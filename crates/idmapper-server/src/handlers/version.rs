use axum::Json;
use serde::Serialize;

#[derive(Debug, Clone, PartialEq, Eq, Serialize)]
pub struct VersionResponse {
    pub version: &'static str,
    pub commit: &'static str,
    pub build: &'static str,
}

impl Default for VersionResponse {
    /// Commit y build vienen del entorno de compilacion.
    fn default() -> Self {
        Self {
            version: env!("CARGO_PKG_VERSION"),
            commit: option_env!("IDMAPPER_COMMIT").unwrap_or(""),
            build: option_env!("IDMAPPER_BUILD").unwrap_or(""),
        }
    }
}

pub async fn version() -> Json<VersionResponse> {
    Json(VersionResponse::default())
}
:::
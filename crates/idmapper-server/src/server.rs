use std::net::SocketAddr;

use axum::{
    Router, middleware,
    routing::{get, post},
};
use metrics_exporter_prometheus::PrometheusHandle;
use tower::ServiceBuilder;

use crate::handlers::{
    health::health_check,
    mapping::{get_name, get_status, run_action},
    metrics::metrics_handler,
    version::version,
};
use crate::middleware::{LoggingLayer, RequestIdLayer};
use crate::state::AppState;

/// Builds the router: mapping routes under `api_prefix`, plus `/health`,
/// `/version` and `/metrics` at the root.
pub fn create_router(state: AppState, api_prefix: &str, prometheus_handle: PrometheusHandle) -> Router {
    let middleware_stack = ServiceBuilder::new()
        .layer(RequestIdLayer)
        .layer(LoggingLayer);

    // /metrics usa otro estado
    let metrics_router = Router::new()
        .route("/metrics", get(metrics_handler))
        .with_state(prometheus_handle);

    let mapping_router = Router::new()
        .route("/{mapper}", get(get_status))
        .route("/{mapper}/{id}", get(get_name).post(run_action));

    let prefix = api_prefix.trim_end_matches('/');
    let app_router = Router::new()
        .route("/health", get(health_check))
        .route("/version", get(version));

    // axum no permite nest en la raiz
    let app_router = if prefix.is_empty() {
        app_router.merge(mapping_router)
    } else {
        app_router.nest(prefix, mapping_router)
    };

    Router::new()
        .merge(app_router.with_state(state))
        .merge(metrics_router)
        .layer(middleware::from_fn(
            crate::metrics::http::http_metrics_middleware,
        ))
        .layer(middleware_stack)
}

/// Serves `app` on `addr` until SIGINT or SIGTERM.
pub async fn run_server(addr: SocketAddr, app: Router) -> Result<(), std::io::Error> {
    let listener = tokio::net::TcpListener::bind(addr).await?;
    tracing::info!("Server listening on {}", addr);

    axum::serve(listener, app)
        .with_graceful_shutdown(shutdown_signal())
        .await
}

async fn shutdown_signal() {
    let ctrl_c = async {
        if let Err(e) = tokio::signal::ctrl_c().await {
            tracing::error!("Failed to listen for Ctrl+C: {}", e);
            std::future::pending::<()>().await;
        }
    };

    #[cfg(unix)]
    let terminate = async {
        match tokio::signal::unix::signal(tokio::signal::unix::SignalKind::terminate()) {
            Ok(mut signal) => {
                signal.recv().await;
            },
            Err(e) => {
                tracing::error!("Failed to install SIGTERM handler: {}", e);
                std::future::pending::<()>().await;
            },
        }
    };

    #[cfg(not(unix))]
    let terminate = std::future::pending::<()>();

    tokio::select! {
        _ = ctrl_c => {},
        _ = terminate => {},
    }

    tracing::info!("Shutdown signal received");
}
:::
**PROBLEM REQUIREMENTS**.
The required answer is the run of lines above, starting at the line with "prometheus_handle: PrometheusHandle) ->" and ending at the line with "usa otro estado", reproduced exactly with both ends.

**THE ANSWER**.
pub fn create_router(state: AppState, api_prefix: &str, prometheus_handle: PrometheusHandle) -> Router {
    let middleware_stack = ServiceBuilder::new()
        .layer(RequestIdLayer)
        .layer(LoggingLayer);

    // /metrics usa otro estado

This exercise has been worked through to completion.